Trying this code using a few different wav files leads me to wonder whether I am displaying my transform in the time domain, rather than the frequency domain, which I need:

Input: 200hz.wav

Output:

sampling rate: 48000
duration: 60.000375
2880018

plot output 200hz

Input: 8000hz.wav

Output:

sampling rate: 48000
duration: 60.000375
2880018

plot output 8000hz

With these files that should contain a pure signal, I would expect to see only one spike on my plot, where x = 200 or x = 800. One final file contributes to my concern that I am not viewing the frequency domain:

Input: beep.wav

Output:

sampling rate: 48000
duration: 5.061958333333333
24297

plot output beep

This appears to show the distinct beeping as it progresses over an x-axis of time.

I attempted to clean up the plotting by only plotting the magnitude of the positive values.
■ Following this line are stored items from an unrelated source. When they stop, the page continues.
impl Registration {
    /// Create a registration using the `es` split length from `config`.
    pub fn new(config: &PairingConfig) -> Self {
        Self {
            state: RegistrationState::Init,
            es_len: config.es_len,
            exchange: None,
            certificate: None,
            client_id: None,
            identity: None,
        }
    }

    /// Current state.
    pub fn state(&self) -> RegistrationState {
        self.state
    }

    /// True once the result was handed out.
    pub fn is_complete(&self) -> bool {
        self.state == RegistrationState::Done
    }

    /// Move to `Failed` and drop all session secrets.
    ///
    /// Terminal states are left as they are.
    pub fn abort(&mut self, reason: FailureReason) {
        if !self.state.is_terminal() {
            self.state = RegistrationState::Failed(reason);
        }
        self.exchange = None;
        self.identity = None;
    }

    /// Process the PIN challenge and build the hash request.
    ///
    /// Generates the client DH key pair and `nonce2`, derives the session
    /// keys and computes tag h2.
    pub fn start_key_exchange(&mut self, pin_challenge: &[u8]) -> Result<Vec<u8>> {
        let mut nonce2 = [0u8; NONCE_LEN];
        OsRng.fill_bytes(&mut nonce2);
        self.start_key_exchange_with(pin_challenge, DhKeyPair::generate(), nonce2)
    }

    pub(crate) fn start_key_exchange_with(
        &mut self,
        pin_challenge: &[u8],
        key_pair: DhKeyPair,
        nonce2: Nonce,
    ) -> Result<Vec<u8>> {
        let result = self.key_exchange(pin_challenge, key_pair, nonce2);
        self.track(result)
    }

    fn key_exchange(
        &mut self,
        pin_challenge: &[u8],
        key_pair: DhKeyPair,
        nonce2: Nonce,
    ) -> Result<Vec<u8>> {
        self.require(
            RegistrationState::Init,
            "PIN challenge can only be processed from Init",
        )?;

        let challenge = PinChallenge::from_json(pin_challenge)?;
        debug!(
            contribution_len = challenge.other_contribution.len(),
            mac_len = challenge.mac.len(),
            "Received PIN challenge"
        );

        let yb = project_peer_key(&challenge.other_contribution)?;
        let shared_secret = key_pair.shared_secret(&yb)?;
        let ya = key_pair.public_key();
        drop(key_pair);

        let keys = SessionKeys::derive(&shared_secret, &challenge.nonce1, &challenge.mac, &nonce2);
        let h2 = transcript::h2(
            keys.auth_key(),
            &challenge.nonce1,
            &challenge.mac,
            &yb,
            &nonce2,
            &ya,
        );

        let body = HashRequest {
            nonce1: challenge.nonce1,
            nonce2,
            mac: challenge.mac.clone(),
            public_key: ya.clone(),
            h2,
        }
        .to_json()?;

        debug!(
            public_key_prefix = %hex::encode(&ya[..8]),
            peer_prefix = %hex::encode(&yb[..8]),
            "Session keys derived"
        );

        self.exchange = Some(Exchange {
            keys,
            nonce1: challenge.nonce1,
            nonce2,
            mac: challenge.mac,
            ya,
            yb,
            h2,
            commitment: None,
            proof: None,
            device: None,
        });
        self.state = RegistrationState::PinRequested;
        Ok(body)
    }

    /// Verify the hash response: echoed `nonce2` and tag m3.
    pub fn process_hash_response(&mut self, body: &[u8]) -> Result<()> {
        let result = self.hash_response(body);
        self.track(result)
    }

    fn hash_response(&mut self, body: &[u8]) -> Result<()> {
        self.require(
            RegistrationState::PinRequested,
            "hash response can only be processed after the PIN challenge",
        )?;

        let response = HashResponse::from_json(body)?;
        let exchange = self.exchange.as_mut().ok_or_else(missing_exchange)?;

        if response.nonce2 != exchange.nonce2 {
            return Err(Violation::NonceMismatch {
                step: Step::HashExchange,
            }
            .into());
        }

        let expected = transcript::m3(
            exchange.keys.auth_key(),
            &exchange.nonce1,
            &exchange.nonce2,
            &exchange.mac,
            &exchange.ya,
            &exchange.h2,
            &response.e_hash,
        );
        if !transcript::verify(&expected, &response.m3) {
            return Err(Violation::TagMismatch {
                step: Step::HashExchange,
            }
            .into());
        }

        exchange.commitment = Some(Commitment {
            e_hash: response.e_hash,
            m3: response.m3,
        });
        self.state = RegistrationState::KeyExchanged;
        Ok(())
    }

    /// Bind the PIN and build the CA request.
    pub fn build_ca_request(&mut self, pin: &str) -> Result<Vec<u8>> {
        let result = self.ca_request(pin);
        self.track(result)
    }

    fn ca_request(&mut self, pin: &str) -> Result<Vec<u8>> {
        self.require(
            RegistrationState::KeyExchanged,
            "CA request can only be built after the key exchange",
        )?;

        let exchange = self.exchange.as_mut().ok_or_else(missing_exchange)?;
        if exchange.proof.is_some() {
            return Err(Error::InvalidState("CA request already built".to_string()));
        }
        let commitment = exchange.commitment.as_ref().ok_or_else(missing_exchange)?;
        let auth_key = exchange.keys.auth_key();

        let psk = transcript::psk(auth_key, pin);
        let mut rs = Zeroizing::new([0u8; RS_LEN]);
        OsRng.fill_bytes(&mut rs[..]);

        let r_hash = transcript::r_hash(
            auth_key,
            &rs[..],
            &psk[..],
            &exchange.yb,
            &exchange.ya,
        );
        let wrapped_rs = wrap::wrap(&rs[..], &exchange.keys)?;
        let m4 = transcript::m4(
            auth_key,
            &exchange.nonce2,
            &commitment.e_hash,
            &commitment.m3,
            &exchange.nonce1,
            &r_hash,
            &wrapped_rs,
        );

        let body = CaRequest {
            nonce1: exchange.nonce1,
            r_hash,
            wrapped_rs: wrapped_rs.clone(),
            m4,
        }
        .to_json()?;

        exchange.proof = Some(ClientProof {
            psk,
            r_hash,
            wrapped_rs,
            m4,
        });
        Ok(body)
    }

    /// Verify the CA response and the device's PIN commitment.
    ///
    /// Checks `nonce2`, tag m5, the wrap integrity tag and finally eHash.
    /// Only the last check depends on the PIN, so only it yields
    /// [`Violation::PinProofFailed`].
    pub fn process_ca_response(&mut self, body: &[u8]) -> Result<()> {
        let result = self.ca_response(body);
        self.track(result)
    }

    fn ca_response(&mut self, body: &[u8]) -> Result<()> {
        self.require(
            RegistrationState::KeyExchanged,
            "CA response can only be processed after the key exchange",
        )?;

        let es_len = self.es_len;
        let exchange = self.exchange.as_mut().ok_or_else(missing_exchange)?;
        let commitment = exchange.commitment.as_ref().ok_or_else(missing_exchange)?;
        let proof = exchange.proof.as_ref().ok_or_else(|| {
            Error::InvalidState("CA response received before the CA request".to_string())
        })?;
        let auth_key = exchange.keys.auth_key();

        let response = CaResponse::from_json(body)?;

        if response.nonce2 != exchange.nonce2 {
            return Err(Violation::NonceMismatch {
                step: Step::CaRegistration,
            }
            .into());
        }

        let expected = transcript::m5(
            auth_key,
            &exchange.nonce1,
            &proof.r_hash,
            &proof.wrapped_rs,
            &proof.m4,
            &exchange.nonce2,
            &response.wrapped_es_cert,
        );
        if !transcript::verify(&expected, &response.m5) {
            return Err(Violation::TagMismatch {
                step: Step::CaRegistration,
            }
            .into());
        }

        let es_cert = wrap::unwrap(&response.wrapped_es_cert, &exchange.keys)?;
        if es_cert.len() <= es_len {
            return Err(ParseError::InvalidCertificate(format!(
                "CA payload of {} bytes leaves no room after the {}-byte device secret",
                es_cert.len(),
                es_len
            ))
            .into());
        }
        let (es, certificate) = es_cert.split_at(es_len);

        let expected_e_hash = transcript::e_hash(
            auth_key,
            es,
            &proof.psk[..],
            &exchange.yb,
            &exchange.ya,
        );
        if !transcript::verify(&expected_e_hash, &commitment.e_hash) {
            return Err(Violation::PinProofFailed.into());
        }

        let certificate = normalize_certificate(certificate)?;
        debug!(certificate_len = certificate.len(), "Device certificate unwrapped");

        exchange.device = Some(DeviceReply {
            wrapped_es_cert: response.wrapped_es_cert,
            m5: response.m5,
        });
        self.certificate = Some(certificate);
        self.state = RegistrationState::CaVerified;
        Ok(())
    }

    /// Build the final registration request carrying `client_id` and the
    /// identity's public key.
    pub fn build_registration_request(
        &mut self,
        client_id: &str,
        identity: ClientIdentity,
    ) -> Result<Vec<u8>> {
        let result = self.registration_request(client_id, identity);
        self.track(result)
    }

    fn registration_request(&mut self, client_id: &str, identity: ClientIdentity) -> Result<Vec<u8>> {
        self.require(
            RegistrationState::CaVerified,
            "registration request can only be built after the CA step",
        )?;
        if self.identity.is_some() {
            return Err(Error::InvalidState(
                "registration request already built".to_string(),
            ));
        }

        let exchange = self.exchange.as_ref().ok_or_else(missing_exchange)?;
        let device = exchange.device.as_ref().ok_or_else(missing_exchange)?;

        let public_key_pem = identity.public_key_pem();
        let mut payload = Vec::with_capacity(client_id.len() + public_key_pem.len());
        payload.extend_from_slice(client_id.as_bytes());
        payload.extend_from_slice(public_key_pem.as_bytes());

        let wrapped = wrap::wrap(&payload, &exchange.keys)?;
        let m6 = transcript::m6(
            exchange.keys.auth_key(),
            &exchange.nonce2,
            &device.wrapped_es_cert,
            &device.m5,
            &exchange.nonce1,
            &wrapped,
        );

        let body = RegistrationRequest {
            nonce1: exchange.nonce1,
            wrapped,
            m6,
        }
        .to_json()?;

        self.client_id = Some(client_id.to_string());
        self.identity = Some(identity);
        Ok(body)
    }

    /// Record the device's acknowledgement of the registration request.
    ///
    /// The session keys are no longer needed afterwards and are dropped.
    pub fn confirm_registration(&mut self) -> Result<()> {
        let result = self.registration_confirmed();
        self.track(result)
    }

    fn registration_confirmed(&mut self) -> Result<()> {
        self.require(
            RegistrationState::CaVerified,
            "registration can only be confirmed after the CA step",
        )?;
        if self.identity.is_none() {
            return Err(Error::InvalidState(
                "registration confirmed before the request was built".to_string(),
            ));
        }
        self.exchange = None;
        self.state = RegistrationState::DeviceRegistered;
        Ok(())
    }

    /// Hand out the credentials.
    pub fn finish(&mut self) -> Result<RegistrationResult> {
        let result = self.finished();
        self.track(result)
    }

    fn finished(&mut self) -> Result<RegistrationResult> {
        self.require(
            RegistrationState::DeviceRegistered,
            "result is only available once the device registered the client",
        )?;

        let identity = self.identity.take().ok_or_else(missing_exchange)?;
        let private_key = identity.private_key_pem()?;
        let result = RegistrationResult {
            certificate: self.certificate.take().ok_or_else(missing_exchange)?,
            private_key: private_key.as_str().to_owned(),
            client_id: self.client_id.take().ok_or_else(missing_exchange)?,
        };

        self.state = RegistrationState::Done;
        Ok(result)
    }

    fn require(&self, expected: RegistrationState, message: &str) -> Result<()> {
        if self.state != expected {
            return Err(Error::InvalidState(format!(
                "{} (current state: {:?})",
                message, self.state
            )));
        }
        Ok(())
    }

    fn track<T>(&mut self, result: Result<T>) -> Result<T> {
        if let Err(error) = &result {
            self.abort(FailureReason::from(error));
        }
        result
    }
}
Unfortunately, I am still not seeing the frequencies isolated on a frequency spectrum:

plt.plot(fft_bins_from_data[0:number_samples_in_seg//2], abs(fft_of_data[0:number_samples_in_seg//2])
plt.show()

beep output updated

I have referred to these resources before posting:

How to get a list of frequencies in a wav file

Python frequency detection

Fourier Transforms With scipy.fft: Python Signal Processing

Calculate the magnitude and phase of a signal at a particular frequency in python

What is the difference between numpy.fft.fft and numpy.fft.fftfreq

A summary of my questions:

  1. Are my plots displaying the time domain or frequency domain of the signal?
  2. Why is the number of samples equal to the number of bins, and should this be the case for frequency domain?
  3. If these plots are indeed the frequency domain, how do I interpret them and query the values in the bins?
  • 1
    The fourier transform of a time-domain signal is in the frequency domain. Other than that, I didn't understand much of what you were trying to ask. – mkrieger1 May 28 '22 at 14:13
  • This is what I thought. I edited my pictures of the plots and that may be helpful. My question to you is: if the transform shows the frequency domain, why are my plots showing what appears to be time on the x axis? appreciate your input. – fishfinder May 28 '22 at 14:22
  • You do apply the transform correctly, your problem likely is with the plotting. Note the order of values in `fft_bins_from_data`, which causes your plot to be drawn right half first, then a ~ horizontal line from the right end to the left, then the left half. Typically people will only plot the first half (where `fft_bins_from_data` is not negative). And also you should plot the magnitude, not the real part. The magnitude is much more informative than only the real part, which will oscillate a lot more. – Cris Luengo May 28 '22 at 14:28
  • I edited my post. However, I am not sure if I did this correctly, as I still do not see the isolated frequencies. Thanks for your help – fishfinder May 28 '22 at 14:52

1 Answers1

0

Try this:

import scipy as sp
import scipy.signal as sig
import numpy as np
from numpy import fft
import matplotlib.pyplot as plt

number_samples_in_seg = len(data)
time_axis = np.arange(0, number_samples_in_seg)/sampling_rate
win = sig.windows.hann(number_samples_in_seg)
windowed_data = win*data
plt.plot(time_axis, windowed_data)

That will plot the signal in the time domain if that's not obvious. I applied a Hann window to the signal, which will reduce artifacts if the start and end of the signal don't match up (as the FFT assumes that the snippet of the signal is periodic).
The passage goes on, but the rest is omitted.